● **INSTRUCTIONS TO FOLLOW**: Copy each line of the listing where the word "reference" can be found.

● **SOURCE DATA**:

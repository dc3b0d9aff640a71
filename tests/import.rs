use bvh_motion::{
    load_bvh_from_bytes, load_bvh_from_file, load_bvh_from_string, ImportError, ImportOptions, SkeletalMotion,
};
use bvh_motion::types::Position;

const WALK: &str = include_str!("data/walk.bvh");
const DUET: &str = include_str!("data/duet.bvh");

fn data_path(name: &str) -> String {
    format!("{}/tests/data/{name}", env!("CARGO_MANIFEST_DIR"))
}

/// Every animated joint has one transform per frame, End Sites have none.
fn assert_transform_tables(motion: &SkeletalMotion) {
    for root in motion.roots() {
        for joint in root.iter() {
            match motion.local_transforms(joint) {
                Some(frames) => {
                    assert!(!joint.is_leaf());
                    assert_eq!(frames.len(), motion.frame_count(), "{}", joint.name());
                }
                None => assert!(joint.is_leaf(), "{} has no transforms", joint.name()),
            }
        }
    }
}

#[test_log::test]
fn walk_from_file() {
    let path = data_path("walk.bvh");
    let motion = load_bvh_from_file(&path).unwrap();

    assert_eq!(motion.name(), path);
    assert_eq!(motion.frame_count(), 3);
    assert_eq!(motion.frame_time(), 0.0333333);
    assert_eq!(motion.sampling_rate().round(), 30.0);
    assert_eq!(motion.skeleton_count(), 1);

    let root = motion.root(0);
    assert_eq!(root.name(), "Hips");
    // 7 ROOT/JOINT keywords and 3 End Sites
    assert_eq!(root.joint_count(), 10);
    assert_eq!(root.iter().filter(|joint| joint.is_leaf()).count(), 3);
    assert_eq!(root.bones_by_joint_names().len(), 9);
    assert_eq!(
        root.iter().map(|joint| joint.name()).collect::<Vec<_>>(),
        vec![
            "Hips",
            "Spine",
            "Head",
            "Head_end",
            "LeftUpLeg",
            "LeftLeg",
            "LeftLeg_end",
            "RightUpLeg",
            "RightLeg",
            "RightLeg_end",
        ]
    );
    assert_transform_tables(&motion);

    assert_eq!(motion.root_trajectory(2, 0), Position::new(2.0, 91.0, 0.0));
}

#[test]
fn string_and_file_agree() {
    let from_file = load_bvh_from_file(data_path("walk.bvh")).unwrap();
    let from_string = load_bvh_from_string(WALK).unwrap();

    assert_eq!(from_string.name(), "");
    assert_eq!(from_file.roots(), from_string.roots());
    for joint in from_file.root(0).iter() {
        assert_eq!(from_file.local_transforms(joint), from_string.local_transforms(joint));
    }
}

#[test]
fn whitespace_and_non_ascii_bytes_separate_tokens() {
    let reference = load_bvh_from_string(WALK).unwrap();

    let crlf = WALK.replace('\n', "\r\n");
    let motion = load_bvh_from_string(&crlf).unwrap();
    assert_eq!(motion.roots(), reference.roots());

    let mut bytes = WALK.replace("Spine\n", "Sp\u{e9}ine\n").into_bytes();
    bytes.push(0);
    let motion = load_bvh_from_bytes("latin", &bytes, &ImportOptions::default());
    // the accent splits `Spine` into two tokens
    assert!(matches!(motion, Err(ImportError::UnexpectedToken { .. })));
}

#[test]
fn several_skeletons_with_the_same_names() {
    let motion = load_bvh_from_string(DUET).unwrap();
    assert_eq!(motion.skeleton_count(), 2);
    assert_eq!(motion.root(0).name(), motion.root(1).name());
    assert_transform_tables(&motion);

    // by-name access resolves to the first skeleton
    let chest = motion.local_transform_by_name("Chest", 0).unwrap();
    assert_eq!(chest.origin(), Position::new(0.0, 10.0, 0.0));
    assert_eq!(motion.find_joint_by_name("Chest").unwrap().index(), 1);
    assert_eq!(motion.root(1).find_joint_by_name("Chest").unwrap().index(), 4);

    assert_eq!(motion.root_trajectory(0, 0), Position::new(-50.0, 0.0, 0.0));
    assert_eq!(motion.root_trajectory(0, 1), Position::new(50.0, 0.0, 0.0));
}

#[test_log::test]
fn malformed_files_are_rejected() {
    let missing_offset = WALK.replacen("OFFSET 0.00 -40.00 0.00", "", 1);
    assert!(matches!(
        load_bvh_from_string(&missing_offset),
        Err(ImportError::UnexpectedToken { expected: "OFFSET", .. })
    ));

    let four_channels = WALK.replacen("CHANNELS 3", "CHANNELS 4", 1);
    assert!(matches!(
        load_bvh_from_string(&four_channels),
        Err(ImportError::InvalidChannelCount { .. })
    ));

    let missing_frame = WALK.replace("Frames: 3", "Frames: 4");
    assert!(matches!(
        load_bvh_from_string(&missing_frame),
        Err(ImportError::FrameDataMismatch { expected: 96, found: 72 })
    ));

    let trailing = format!("{WALK} 0.00");
    assert!(matches!(
        load_bvh_from_string(&trailing),
        Err(ImportError::FrameDataMismatch { expected: 72, found: 73 })
    ));

    let bad_number = WALK.replacen("90.00", "ninety", 1);
    assert!(matches!(
        load_bvh_from_string(&bad_number),
        Err(ImportError::InvalidNumber { .. })
    ));

    let no_hierarchy = WALK.replace("HIERARCHY", "");
    assert!(matches!(
        load_bvh_from_string(&no_hierarchy),
        Err(ImportError::UnexpectedToken { index: 0, .. })
    ));

    let no_motion = &WALK[..WALK.find("MOTION").unwrap()];
    assert!(matches!(
        load_bvh_from_string(no_motion),
        Err(ImportError::UnexpectedEof { .. })
    ));
}

#[test]
fn truncated_files_never_panic() {
    let tokens: Vec<&str> = WALK.split_whitespace().collect();
    for len in 0..tokens.len() {
        let text = tokens[..len].join(" ");
        assert!(load_bvh_from_string(&text).is_err(), "prefix of {len} tokens imported");
    }
    assert!(load_bvh_from_string(&tokens.join(" ")).is_ok());
}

● **TASK RESPONSE**:
    let reference = load_bvh_from_string(WALK).unwrap();
    assert_eq!(motion.roots(), reference.roots());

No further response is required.